◆ Saved entries
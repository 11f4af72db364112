//! Error types for field and curve arithmetic.

use thiserror::Error;

/// Errors raised by field arithmetic, point construction and point decoding.
#[derive(Debug, Copy, Clone, PartialEq, Eq, Error)]
pub enum CurveError {
    /// The value shares a factor with the modulus and has no inverse.
    ///
    /// Over the prime field this only happens for zero, which shows up when a
    /// birational map is asked to convert a point with no affine image.
    #[error("value is not invertible modulo the given modulus")]
    NotInvertible,

    /// The value is a quadratic non-residue modulo q.
    #[error("value has no square root modulo 2^255 - 19")]
    NotSquare,

    /// The coordinates do not satisfy the curve equation, or are not reduced.
    #[error("coordinates do not describe a point on the curve")]
    InvalidPoint,

    /// A 32-byte encoding does not describe any curve point.
    #[error("invalid compressed point encoding")]
    InvalidEncoding,
}
//! Ed25519 signatures over the twisted Edwards form of Curve25519.
//!
//! This library implements the EdDSA signature scheme using:
//! - The Edwards curve `-x^2 + y^2 = 1 + d*x^2*y^2` over `GF(2^255 - 19)`
//! - SHA-512 for key expansion, nonce derivation and the challenge hash
//! - Plain byte slices as messages
//!
//! # Overview
//!
//! Keys are 32-byte secrets. `SHA-512(secret)` is split in two: the first half
//! is clamped into the signing scalar `a`, the second half seeds the nonce.
//! Signing is deterministic and needs no random number generator.
//!
//! # Example
//!
//! ```
//! use eddsa::{SigningKey, verify};
//! use rand::SeedableRng;
//! use rand::rngs::StdRng;
//!
//! // Generate a signing key
//! let mut rng = StdRng::seed_from_u64(7);
//! let signing_key = SigningKey::random(&mut rng);
//!
//! // Derive the corresponding verifying key
//! let verifying_key = signing_key.verifying_key().expect("derivation failed");
//!
//! // Sign the message
//! let message = b"attack at dawn";
//! let signature = signing_key.sign(message).expect("signing failed");
//!
//! // Verify through the key type or through the byte-level function
//! verifying_key.verify(message, &signature).expect("verification failed");
//! verify(message, &signature.to_bytes(), verifying_key.as_bytes()).expect("verification failed");
//! ```
//!
//! # Security Considerations
//!
//! - Arithmetic is big-integer based and not constant time
//! - Protect the 32-byte secret; every derived value follows from it
//! - Verification does not range-check `s` and does not reject small-order keys

pub mod constants;
mod errors;
mod keys;
mod signatures;


pub use errors::SignatureError;
pub use keys::{SigningKey, VerifyingKey, decode_scalar, private_key, public_key};
pub use signatures::{Signature, hash, hash_int, sign, verify};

◆ TASK DIRECTIONS
Each line, beginning at the one that contains "mod errors;" and continuing through the end of the records, must be written out exactly, first and last included.

◆ RESPONSE TO THE TASK
mod errors;
mod keys;
mod signatures;


pub use errors::SignatureError;
pub use keys::{SigningKey, VerifyingKey, decode_scalar, private_key, public_key};
pub use signatures::{Signature, hash, hash_int, sign, verify};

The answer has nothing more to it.